Além disso, de acordo com a Ecologists in Action, durante a produção de PVC, “são libertadas substâncias químicas altamente perigosas para a população e para os trabalhadores”, tais como substâncias cancerígenas como o dicloreto de etileno, o monómero de cloreto de vinilo, dioxinas, metais pesados e amianto. Além disso, o processo de produção utiliza, em alguns casos, carvão e emite mercúrio, contribuindo para as alterações climáticas e a degradação do ambiente, enquanto “a camada de ozono é danificada pela libertação de tetracloreto de carbono e a produção de cloro utiliza PFAS ou ‘químicos persistentes'”. Para além das grandes quantidades de energia necessárias.
Desenvolvimentos teóricos em Espanha
Os desenvolvimentos europeus estão a ser implementados a nível nacional. No final de 2012, o Conselho de Ministros aprovou o Decreto Real sobre Embalagens e Resíduos de Embalagens, que, para além de promover a utilização de recipientes reutilizáveis, proíbe a utilização de substâncias tóxicas nas embalagens de alimentos, como os ftalatos e o bisfenol A, seguindo o exemplo de outros países europeus, como a França, que os proibiu completamente em 2012. Este decreto real foi saudado na altura por organizações ambientais membros da Zero Waste Alliance, como a Greenpeace, Amics de la Terra, Ecologists in Action e Retorna, por “colocar a saúde humana e a proteção do ambiente à frente das pressões do lobby dos plásticos”.

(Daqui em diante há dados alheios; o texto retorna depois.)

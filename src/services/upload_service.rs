//! 上传服务 - 业务能力层
//!
//! 两种写入：单题解答文件、整个 problems 快照

use crate::clients::{RepoContentsClient, UpsertResult};
use crate::error::{AppResult, ConfigError};
use crate::infrastructure::HttpTransport;
use crate::models::{ProblemMap, RepoId, Submission};
use chrono::{DateTime, Utc};
use serde::Serialize;
use tracing::info;

/// slug 最大长度
pub const MAX_SLUG_LEN: usize = 100;

/// 标题转 slug
///
/// 小写，连续的非 `[a-z0-9]` 字符换成一个 `-`，去掉首尾 `-`，最长 100。
/// 结果为空时改用 `problem-<id>`
pub fn slugify(title: &str, problem_id: &str) -> String {
    let slug = slug_of(title);
    if slug.is_empty() {
        slug_of(&format!("problem-{}", problem_id))
    } else {
        slug
    }
}

fn slug_of(text: &str) -> String {
    let mut slug = String::with_capacity(text.len());
    let mut pending_hyphen = false;
    for c in text.to_lowercase().chars() {
        if c.is_ascii_lowercase() || c.is_ascii_digit() {
            if pending_hyphen && !slug.is_empty() {
                slug.push('-');
            }
            pending_hyphen = false;
            slug.push(c);
        } else {
            pending_hyphen = true;
        }
    }
    // 只含 ASCII，按字节截断安全
    slug.truncate(MAX_SLUG_LEN);
    slug.trim_end_matches('-').to_string()
}

/// 解答文件在仓库中的路径：`{base}/{id}/{id}-{slug}.{ext}`
pub fn submission_path(base_path: &str, problem_id: &str, title: &str, lang: &str) -> String {
    let ext = if lang.trim().is_empty() { "txt" } else { lang.trim() };
    let base = base_path.trim_matches('/');
    format!(
        "{}/{}/{}-{}.{}",
        base,
        problem_id,
        problem_id,
        slugify(title, problem_id),
        ext
    )
}

/// 快照文件内容
#[derive(Debug, Serialize)]
#[serde(rename_all = "camelCase")]
pub struct SyncSnapshot<'a> {
    pub updated_at: DateTime<Utc>,
    pub problems: &'a ProblemMap,
}

/// 上传服务
pub struct UploadService<T> {
    client: RepoContentsClient<T>,
}

impl<T: HttpTransport> UploadService<T> {
    pub fn new(client: RepoContentsClient<T>) -> Self {
        Self { client }
    }

    /// 上传单题解答
    ///
    /// # 参数
    /// - `problems`: 当前的记录映射（标题从这里取）
    /// - `problem_id`: 题号
    /// - `submission`: 本次提交
    /// - `repo`: owner/name
    /// - `base_path`: 存放目录
    /// - `token`: 访问令牌
    pub async fn upload_submission(
        &self,
        problems: &ProblemMap,
        problem_id: &str,
        submission: &Submission,
        repo: &str,
        base_path: &str,
        token: &str,
    ) -> AppResult<UpsertResult> {
        if repo.trim().is_empty() || base_path.trim().is_empty() || token.trim().is_empty() {
            return Err(ConfigError::MissingUploadSettings.into());
        }
        let repo = RepoId::parse(repo)?;

        let title = problems
            .get(problem_id)
            .map(|record| record.title.as_str())
            .unwrap_or_default();
        let path = submission_path(base_path, problem_id, title, &submission.lang);
        let message = format!("Add/Update CSES solution {}", problem_id);

        info!("📤 上传题目 {} 的解答 -> {}/{}", problem_id, repo, path);

        self.client
            .upsert(&repo, &path, submission.code.as_bytes(), &message, token)
            .await
    }

    /// 把整个 problems 映射写成一个 JSON 文件
    pub async fn sync_snapshot(
        &self,
        problems: &ProblemMap,
        repo: &str,
        path: &str,
        token: &str,
    ) -> AppResult<UpsertResult> {
        if repo.trim().is_empty() || path.trim().is_empty() || token.trim().is_empty() {
            return Err(ConfigError::MissingSyncSettings.into());
        }
        let repo = RepoId::parse(repo)?;

        let snapshot = SyncSnapshot {
            updated_at: Utc::now(),
            problems,
        };
        let content = serde_json::to_string_pretty(&snapshot)?;

        info!("🔄 同步 {} 条记录 -> {}/{}", problems.len(), repo, path);

        self.client
            .upsert(&repo, path, content.as_bytes(), "CSES sync update", token)
            .await
    }
}

#[cfg(test)]
mod tests {
    use super::*;
    use crate::error::AppError;
    use crate::infrastructure::{HttpMethod, ScriptedTransport};
    use crate::models::ProblemRecord;
    use base64::engine::general_purpose::STANDARD;
    use base64::Engine as _;
    use serde_json::Value;
    use std::sync::Arc;

    fn is_valid_slug(slug: &str) -> bool {
        !slug.is_empty()
            && slug.len() <= MAX_SLUG_LEN
            && !slug.starts_with('-')
            && !slug.ends_with('-')
            && !slug.contains("--")
            && slug.chars().all(|c| c.is_ascii_lowercase() || c.is_ascii_digit() || c == '-')
    }

    #[test]
    fn test_slugify_examples() {
        assert_eq!(slugify("Weird Algorithm", "1068"), "weird-algorithm");
        assert_eq!(slugify("  Two Sets II!! ", "1093"), "two-sets-ii");
        assert_eq!(slugify("Café -- Crème", "1"), "caf-cr-me");
        assert_eq!(slugify("", "1068"), "problem-1068");
        assert_eq!(slugify("?!*&", "1068"), "problem-1068");
    }

    #[test]
    fn test_slugify_is_total_and_idempotent() {
        let long = "a-".repeat(60) + "tail";
        let titles = [
            "Weird Algorithm",
            "",
            "---",
            "ÄÖÜ",
            "x".repeat(250).as_str(),
            long.as_str(),
            "Grid Paths (hard)",
            "数字三角形",
        ]
        .map(str::to_string);

        for title in &titles {
            let slug = slugify(title, "42");
            assert!(is_valid_slug(&slug), "bad slug {slug:?} for {title:?}");
            assert_eq!(slugify(&slug, "42"), slug);
        }
    }

    #[test]
    fn test_slug_cap_does_not_leave_trailing_hyphen() {
        let title = format!("{} tail", "a".repeat(99));
        let slug = slugify(&title, "1");
        assert_eq!(slug, "a".repeat(99));
    }

    #[test]
    fn test_submission_path() {
        assert_eq!(
            submission_path("solutions", "1068", "Weird Algorithm", "cpp"),
            "solutions/1068/1068-weird-algorithm.cpp"
        );
        assert_eq!(
            submission_path("cses/", "1068", "", ""),
            "cses/1068/1068-problem-1068.txt"
        );
    }

    #[tokio::test]
    async fn test_upload_submission_requires_settings() {
        let transport = Arc::new(ScriptedTransport::new());
        let service = UploadService::new(RepoContentsClient::new(transport.clone(), "https://api.github.com"));
        let submission = Submission::new("x", "cpp", None);

        let missing = service
            .upload_submission(&ProblemMap::new(), "1068", &submission, "alice/cses", "solutions", "")
            .await
            .unwrap_err();
        assert!(matches!(missing, AppError::Config(ConfigError::MissingUploadSettings)));

        let malformed = service
            .upload_submission(&ProblemMap::new(), "1068", &submission, "alice", "solutions", "t")
            .await
            .unwrap_err();
        assert!(matches!(malformed, AppError::Config(ConfigError::MalformedRepo { .. })));
        assert!(transport.requests().is_empty());
    }

    #[tokio::test]
    async fn test_upload_submission_uses_record_title() {
        let url = "https://api.github.com/repos/alice/cses/contents/solutions/1068/1068-weird-algorithm.py";
        let transport = Arc::new(ScriptedTransport::new().on(HttpMethod::Put, url, 201, "{}"));
        let service = UploadService::new(RepoContentsClient::new(transport.clone(), "https://api.github.com"));

        let mut problems = ProblemMap::new();
        problems.insert(
            "1068".to_string(),
            ProblemRecord {
                title: "Weird Algorithm".to_string(),
                ..ProblemRecord::default()
            },
        );

        service
            .upload_submission(&problems, "1068", &Submission::new("print(1)", "py", None), "alice/cses", "solutions", "t")
            .await
            .unwrap();

        let put = &transport.requests_with(HttpMethod::Put)[0];
        let body = put.json_body().unwrap();
        assert_eq!(body["message"], "Add/Update CSES solution 1068");
        assert_eq!(body["content"], STANDARD.encode("print(1)"));
    }

    #[tokio::test]
    async fn test_sync_snapshot_payload() {
        let url = "https://api.github.com/repos/alice/cses/contents/progress.json";
        let transport = Arc::new(
            ScriptedTransport::new()
                .on(HttpMethod::Get, url, 200, r#"{"sha":"s1"}"#)
                .on(HttpMethod::Put, url, 200, "{}"),
        );
        let service = UploadService::new(RepoContentsClient::new(transport.clone(), "https://api.github.com"));

        let mut problems = ProblemMap::new();
        problems.insert("1068".to_string(), ProblemRecord::default());

        service
            .sync_snapshot(&problems, "alice/cses", "progress.json", "t")
            .await
            .unwrap();

        let body = transport.requests_with(HttpMethod::Put)[0].json_body().unwrap();
        assert_eq!(body["message"], "CSES sync update");
        assert_eq!(body["sha"], "s1");

        let decoded = STANDARD.decode(body["content"].as_str().unwrap()).unwrap();
        let snapshot: Value = serde_json::from_slice(&decoded).unwrap();
        assert!(snapshot["updatedAt"].is_string());
        assert!(snapshot["problems"]["1068"].is_object());
    }

    #[tokio::test]
    async fn test_sync_snapshot_requires_path() {
        let service = UploadService::new(RepoContentsClient::new(
            Arc::new(ScriptedTransport::new()),
            "https://api.github.com",
        ));
        let err = service
            .sync_snapshot(&ProblemMap::new(), "alice/cses", "", "t")
            .await
            .unwrap_err();
        assert!(matches!(err, AppError::Config(ConfigError::MissingSyncSettings)));
    }
}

Também se congratularam com o facto de o decreto respeitar os acordos estabelecidos na Lei dos Resíduos, que foi aprovada por uma grande maioria no Congresso dos Deputados em abril de 2022. No entanto, as organizações alertaram que o governo espanhol “deve estar extremamente vigilante para garantir que esta proibição seja respeitada” e garantiram que a sociedade civil estará atenta para garantir que isso aconteça, de acordo com Julio Barrea, chefe de resíduos do Greenpeace.
Uma oportunidade excecional em Nairobi
De 13 a 19 de novembro, terá lugar em Nairobi, no Quénia, uma nova reunião do comité de negociação do Tratado Mundial sobre os Plásticos, uma iniciativa vinculativa para reduzir a produção de novos plásticos e combater a poluição. Em 2 de março, a Assembleia das Nações Unidas para o Ambiente adotou uma resolução histórica para a elaboração de um tratado mundial sobre os plásticos. Até à data, um comité de negociação intergovernamental reuniu-se duas vezes.
De acordo com a Climática, esta é a primeira reunião desde o lançamento do “rascunho zero”, um documento ainda inacabado que esboça várias opções para reduzir tanto o uso como a produção de plásticos. Entre essas opções está a proibição de certos tipos de plásticos e aditivos tóxicos, com uma proposta para controlar cerca de 13 mil produtos químicos perigosos usados na fabricação de plásticos.
Numa carta publicada no mês passado na revista The Lancet, os cientistas signatários pediram ao comité de negociação que não perdesse “a oportunidade de reduzir a toxicidade dos plásticos, melhorar a reciclagem e proteger a saúde humana, promovendo o desenvolvimento de plásticos sustentáveis e não derivados do petróleo”, segundo a Climática. O objetivo é que o tratado esteja pronto até ao final de 2024.